**What is needed**
Those lines of the data that hold the word "WireMessage" are to be copied out.

**Collected data**
= Beginning of Section =
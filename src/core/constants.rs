//! Shared constants used across the application

use std::time::Duration;

/// Backend address used when neither the config file nor the environment
/// supplies one.
pub const DEFAULT_BASE_URL: &str = "http://localhost:8000";

/// Environment variable that overrides the configured backend address.
pub const BASE_URL_ENV: &str = "WAYFARER_API_URL";

/// User identifier sent with chat submissions when none is configured.
pub const DEFAULT_USER_ID: &str = "user123";

/// Interval between provider status refreshes while a tracker is polling.
pub const DEFAULT_PROVIDER_REFRESH: Duration = Duration::from_secs(30);

/// Agent that authors the session's opening message.
pub const ORCHESTRATOR_AGENT_ID: &str = "orchestrator";

/// Persona shown for agent messages whose author is unknown.
pub const DEFAULT_PERSONA_NAME: &str = "Assistant";
pub const DEFAULT_PERSONA_COLOR: &str = "#2563EB";

pub const WELCOME_MESSAGE_ID: &str = "welcome";
pub const DIAGNOSTIC_MESSAGE_ID: &str = "diagnostic";

pub const WELCOME_MESSAGE: &str = "\
🤖 **Welcome to your AI Travel Assistant!**

I'm powered by **Multi-LLM Technology** with automatic fallback support:

🧠 **Available LLMs**: OpenAI, Anthropic, Google, Cohere
🔄 **Auto-Fallback**: If one fails, I switch to another
🎯 **Specialized Agents**: Each optimized for different tasks

• 🗺️ Trip Planning - Detailed itineraries
• 📅 Bookings - Hotels, flights, reservations
• 💡 Recommendations - Personalized suggestions
• 🌤️ Seasonal Advice - Best travel timing
• 🏷️ Deals & Offers - Money-saving tips

What would you like to explore today?";

pub const BACKEND_DIAGNOSTIC_MESSAGE: &str = "\
⚠️ **Connection Issue**

I'm having trouble reaching the assistant backend. Please:

**1. Start the API server**
• cd API && python run.py

**2. Check the provider API keys in API/.env**
• OPENAI_API_KEY, ANTHROPIC_API_KEY, GOOGLE_API_KEY, COHERE_API_KEY

**3. Point wayfarer at the right address**
• wayfarer set base-url http://localhost:8000";

pub const SEND_FAILURE_MESSAGE: &str = "\
❌ **Error Processing Request**

I couldn't get a reply for that message. The backend automatically falls back across language-model providers:

**Auto-Fallback Active**
• OpenAI → Anthropic → Google → Cohere

**Possible Issues**
• All provider API keys invalid or expired
• Network connectivity problems
• Rate limits exceeded

Please try again in a moment.";
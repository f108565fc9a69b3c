//! Conversation rendering.
//!
//! Each message becomes a header line (author, local time, optional
//! confidence), its body lines, an optional sources footer and a trailing
//! blank separator.

use std::str::FromStr;

use chrono::{DateTime, Local, Utc};
use ratatui::style::{Color, Modifier, Style};
use ratatui::text::{Line, Span};

use crate::core::agents::{AgentRegistry, Persona};
use crate::core::constants::DEFAULT_PERSONA_COLOR;
use crate::core::markup::{classify_lines, LineKind};
use crate::core::message::Message;

const USER_LABEL: &str = "You";

#[derive(Debug, Clone, Copy, PartialEq, Eq)]
pub struct MessageRenderConfig {
    /// When false, content is printed verbatim without line classification.
    pub markup: bool,
}

impl MessageRenderConfig {
    pub fn markup(enabled: bool) -> Self {
        Self { markup: enabled }
    }
}

impl Default for MessageRenderConfig {
    fn default() -> Self {
        Self::markup(true)
    }
}

/// Parse a `#RRGGBB` persona colour, falling back to the default persona's.
pub fn persona_color(color: &str) -> Color {
    Color::from_str(color)
        .or_else(|_| Color::from_str(DEFAULT_PERSONA_COLOR))
        .unwrap_or(Color::Blue)
}

/// `HH:MM` in the local timezone.
pub fn format_time(timestamp: DateTime<Utc>) -> String {
    timestamp.with_timezone(&Local).format("%H:%M").to_string()
}

fn meta_style() -> Style {
    Style::default().fg(Color::DarkGray)
}

fn header_line(message: &Message, persona: Option<Persona<'_>>) -> Line<'static> {
    let author = match persona {
        Some(persona) => {
            let mut style = Style::default()
                .fg(persona_color(persona.color))
                .add_modifier(Modifier::BOLD);
            // Stand-in for an agent the registry does not know.
            if !persona.resolved {
                style = style.add_modifier(Modifier::ITALIC);
            }
            Span::styled(persona.name.to_string(), style)
        }
        None => Span::styled(
            USER_LABEL,
            Style::default().fg(Color::Cyan).add_modifier(Modifier::BOLD),
        ),
    };

    let mut spans = vec![
        author,
        Span::styled(format!("  {}", format_time(message.timestamp)), meta_style()),
    ];
    if let Some(percent) = message.metadata().and_then(|meta| meta.confidence_percent()) {
        spans.push(Span::styled(
            format!("  {percent}% confidence"),
            meta_style(),
        ));
    }
    Line::from(spans)
}

fn body_lines(content: &str, config: MessageRenderConfig) -> Vec<Line<'static>> {
    if !config.markup {
        return content
            .split('\n')
            .map(|line| Line::from(line.to_string()))
            .collect();
    }

    classify_lines(content)
        .map(|line| match line.kind {
            LineKind::Bullet => Line::from(vec![
                Span::styled("  • ", Style::default().fg(Color::Cyan)),
                Span::raw(line.text.into_owned()),
            ]),
            LineKind::Bold => Line::from(Span::styled(
                line.text.into_owned(),
                Style::default().add_modifier(Modifier::BOLD),
            )),
            LineKind::Plain => Line::from(line.text.into_owned()),
        })
        .collect()
}

/// Render one message.
pub fn render_message(
    message: &Message,
    agents: &AgentRegistry,
    config: MessageRenderConfig,
) -> Vec<Line<'static>> {
    let persona = (!message.is_user()).then(|| agents.persona_for(message.agent_id()));

    let mut lines = vec![header_line(message, persona)];
    lines.extend(body_lines(&message.content, config));

    if let Some(meta) = message.metadata().filter(|meta| !meta.sources.is_empty()) {
        lines.push(Line::from(Span::styled(
            format!("via {}", meta.sources.join(", ")),
            meta_style().add_modifier(Modifier::ITALIC),
        )));
    }

    lines.push(Line::default());
    lines
}

pub fn render_transcript<'a>(
    messages: impl IntoIterator<Item = &'a Message>,
    agents: &AgentRegistry,
    config: MessageRenderConfig,
) -> Vec<Line<'static>> {
    messages
        .into_iter()
        .flat_map(|message| render_message(message, agents, config))
        .collect()
}
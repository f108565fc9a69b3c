//! Language-model provider status tracking.
//!
//! The tracker keeps the last good provider mapping reported by the backend.
//! Failed refreshes leave it untouched, and the default only changes after
//! the backend confirms a switch.

use std::collections::BTreeMap;
use std::sync::Arc;
use std::time::Duration;

use serde::{Deserialize, Serialize};
use tokio::sync::RwLock;
use tokio::task::JoinHandle;
use tokio_util::sync::CancellationToken;
use tracing::{debug, warn};

use crate::core::backend::{Backend, BackendError};

#[derive(Debug, Clone, PartialEq, Eq, Serialize, Deserialize)]
pub struct ProviderStatus {
    #[serde(default, skip_serializing_if = "Option::is_none")]
    pub name: Option<String>,
    pub available: bool,
    #[serde(default)]
    pub models: Vec<String>,
    #[serde(default)]
    pub status: String,
}

/// Provider mapping plus the backend's preferred provider.
///
/// Keys are kept sorted so equal backend states compare (and serialize)
/// identically.
#[derive(Debug, Clone, Default, PartialEq, Eq, Serialize)]
pub struct ProviderSnapshot {
    providers: BTreeMap<String, ProviderStatus>,
    default: Option<String>,
}

impl ProviderSnapshot {
    /// `default` is dropped when empty or when it names a key missing from
    /// `providers`.
    pub fn new(providers: BTreeMap<String, ProviderStatus>, default: Option<String>) -> Self {
        let default = default.filter(|key| !key.is_empty()).and_then(|key| {
            if providers.contains_key(&key) {
                Some(key)
            } else {
                warn!(default = %key, "Backend default provider is not in the provider list");
                None
            }
        });
        Self { providers, default }
    }

    pub fn providers(&self) -> &BTreeMap<String, ProviderStatus> {
        &self.providers
    }

    pub fn get(&self, key: &str) -> Option<&ProviderStatus> {
        self.providers.get(key)
    }

    pub fn default_key(&self) -> Option<&str> {
        self.default.as_deref()
    }

    pub fn total(&self) -> usize {
        self.providers.len()
    }

    pub fn available_count(&self) -> usize {
        self.providers
            .values()
            .filter(|status| status.available)
            .count()
    }

    /// Key that should carry the "default" badge: the default, but only
    /// while it is available.
    pub fn badge_key(&self) -> Option<&str> {
        self.default_key()
            .filter(|key| self.get(key).is_some_and(|status| status.available))
    }

    /// Only known, available providers can be switched to.
    pub fn is_switchable(&self, key: &str) -> bool {
        self.get(key).is_some_and(|status| status.available)
    }

    fn set_default(&mut self, key: &str) {
        if self.providers.contains_key(key) {
            self.default = Some(key.to_string());
        }
    }
}

/// Result of a user choosing a provider.
#[derive(Debug, Clone, PartialEq)]
pub enum SelectOutcome {
    Switched,
    /// Unknown or unavailable; the backend was not contacted.
    NotSwitchable,
    Failed(BackendError),
}

#[derive(Default)]
struct TrackerState {
    snapshot: ProviderSnapshot,
    loaded: bool,
}

pub struct ProviderTracker {
    backend: Arc<dyn Backend>,
    state: RwLock<TrackerState>,
}

impl ProviderTracker {
    pub fn new(backend: Arc<dyn Backend>) -> Self {
        Self {
            backend,
            state: RwLock::new(TrackerState::default()),
        }
    }

    /// Fetch the provider mapping. Returns whether the cache was updated;
    /// on failure the previous snapshot stays in place.
    pub async fn refresh(&self) -> bool {
        match self.backend.fetch_providers().await {
            Ok(snapshot) => {
                debug!(
                    providers = snapshot.total(),
                    available = snapshot.available_count(),
                    default = snapshot.default_key().unwrap_or("<none>"),
                    "Provider status refreshed"
                );
                let mut state = self.state.write().await;
                state.snapshot = snapshot;
                state.loaded = true;
                true
            }
            Err(err) => {
                warn!(error = %err, "Provider refresh failed; keeping cached status");
                false
            }
        }
    }

    /// Request a default-provider change. The cached default moves only
    /// after the backend confirms.
    pub async fn switch_provider(&self, key: &str) -> Result<(), BackendError> {
        self.backend.switch_provider(key).await?;
        self.state.write().await.snapshot.set_default(key);
        Ok(())
    }

    /// Switch in response to a user pick, refusing providers that are not
    /// known to be available.
    pub async fn select(&self, key: &str) -> SelectOutcome {
        if !self.state.read().await.snapshot.is_switchable(key) {
            debug!(provider = %key, "Ignoring selection of unavailable provider");
            return SelectOutcome::NotSwitchable;
        }
        match self.switch_provider(key).await {
            Ok(()) => SelectOutcome::Switched,
            Err(err) => {
                warn!(provider = %key, error = %err, "Provider switch failed");
                SelectOutcome::Failed(err)
            }
        }
    }

    pub async fn snapshot(&self) -> ProviderSnapshot {
        self.state.read().await.snapshot.clone()
    }

    /// False until the first successful refresh.
    pub async fn has_loaded(&self) -> bool {
        self.state.read().await.loaded
    }

    /// Refresh immediately and then every `interval` until the returned
    /// handle is stopped or dropped.
    pub fn start_polling(self: &Arc<Self>, interval: Duration) -> PollHandle {
        let token = CancellationToken::new();
        let tracker = Arc::clone(self);
        let cancel = token.clone();
        let task = tokio::spawn(async move {
            let mut ticker = tokio::time::interval(interval);
            ticker.set_missed_tick_behavior(tokio::time::MissedTickBehavior::Delay);
            loop {
                tokio::select! {
                    _ = cancel.cancelled() => break,
                    _ = ticker.tick() => {
                        tokio::select! {
                            _ = cancel.cancelled() => break,
                            _ = tracker.refresh() => {}
                        }
                    }
                }
            }
            debug!("Provider polling stopped");
        });
        PollHandle {
            token,
            task: Some(task),
        }
    }
}

/// Owns a running poll loop. Dropping it cancels the loop.
pub struct PollHandle {
    token: CancellationToken,
    task: Option<JoinHandle<()>>,
}

impl PollHandle {
    pub fn is_running(&self) -> bool {
        self.task.as_ref().is_some_and(|task| !task.is_finished())
    }

    /// Cancel the loop and wait for it to exit.
    pub async fn stop(mut self) {
        self.token.cancel();
        if let Some(task) = self.task.take() {
            let _ = task.await;
        }
    }
}

impl Drop for PollHandle {
    fn drop(&mut self) {
        self.token.cancel();
    }
}
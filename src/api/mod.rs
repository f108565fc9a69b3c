//! JSON payloads exchanged with the assistant backend.

use std::collections::BTreeMap;

use chrono::{DateTime, NaiveDateTime, Utc};
use serde::{Deserialize, Serialize};

use crate::core::agents::Agent;
use crate::core::message::{next_message_id, Message, MessageMetadata, Sender};
use crate::core::providers::ProviderStatus;

#[derive(Serialize)]
pub struct ChatRequest<'a> {
    pub message: &'a str,
    pub user_id: &'a str,
}

/// Body of a successful `POST /api/chat`.
#[derive(Deserialize)]
pub struct ChatResponse {
    pub message: Option<WireMessage>,
}

#[derive(Debug, Deserialize)]
pub struct WireMessage {
    #[serde(default)]
    pub id: Option<String>,
    pub content: String,
    pub sender: String,
    pub timestamp: String,
    #[serde(default, rename = "agentId", alias = "agent_id")]
    pub agent_id: Option<String>,
    #[serde(default)]
    pub metadata: Option<MessageMetadata>,
}

impl WireMessage {
    /// Convert into a typed [`Message`], parsing the server timestamp.
    pub fn into_message(self) -> Result<Message, String> {
        let timestamp = parse_timestamp(&self.timestamp)?;
        let sender = match self.sender.as_str() {
            "user" => Sender::User,
            "agent" => Sender::Agent {
                agent_id: self.agent_id,
                metadata: self.metadata,
            },
            other => return Err(format!("unknown message sender: {other}")),
        };
        let id = self
            .id
            .filter(|id| !id.is_empty())
            .unwrap_or_else(|| next_message_id("agent"));

        Ok(Message {
            id,
            content: self.content,
            sender,
            timestamp,
        })
    }
}

/// Parse an ISO-8601 timestamp. Offsets are honoured; naive values are
/// taken as UTC.
pub fn parse_timestamp(raw: &str) -> Result<DateTime<Utc>, String> {
    let raw = raw.trim();
    if let Ok(parsed) = DateTime::parse_from_rfc3339(raw) {
        return Ok(parsed.with_timezone(&Utc));
    }
    NaiveDateTime::parse_from_str(raw, "%Y-%m-%dT%H:%M:%S%.f")
        .map(|naive| naive.and_utc())
        .map_err(|err| format!("invalid timestamp '{raw}': {err}"))
}

/// The `{ success, data }` wrapper used by the listing endpoints.
#[derive(Deserialize)]
pub struct Envelope<T> {
    #[serde(default)]
    pub success: bool,
    pub data: Option<T>,
}

impl<T> Envelope<T> {
    /// The payload, only when the backend flagged success.
    pub fn into_data(self) -> Option<T> {
        if self.success {
            self.data
        } else {
            None
        }
    }
}

#[derive(Deserialize)]
pub struct AgentsData {
    pub agents: Vec<Agent>,
}

#[derive(Deserialize)]
pub struct ProvidersData {
    pub providers: BTreeMap<String, ProviderStatus>,
    #[serde(default)]
    pub default: Option<String>,
}

#[derive(Serialize)]
pub struct SwitchRequest<'a> {
    pub provider: &'a str,
}

#[derive(Deserialize)]
pub struct SwitchResponse {
    #[serde(default)]
    pub success: bool,
    #[serde(default)]
    pub message: Option<String>,
}
use std::error::Error;

use crate::core::config::Settings;
use crate::core::connectivity::ConnectivityMonitor;
use crate::ui::print_lines;
use crate::ui::status::connection_line;

/// Probe `/health` once; an unreachable backend is reported as an error so
/// the process exits non-zero.
pub async fn check_health(settings: &Settings) -> Result<(), Box<dyn Error>> {
    let monitor = ConnectivityMonitor::new(reqwest::Client::new(), &settings.base_url);
    let connected = monitor.probe().await;

    print_lines(&[connection_line(connected)], settings.markup)?;
    if connected {
        Ok(())
    } else {
        Err(format!("Backend at {} is not reachable", settings.base_url).into())
    }
}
= End of Section =
**Task result**
    pub message: Option<WireMessage>,
pub struct WireMessage {
impl WireMessage {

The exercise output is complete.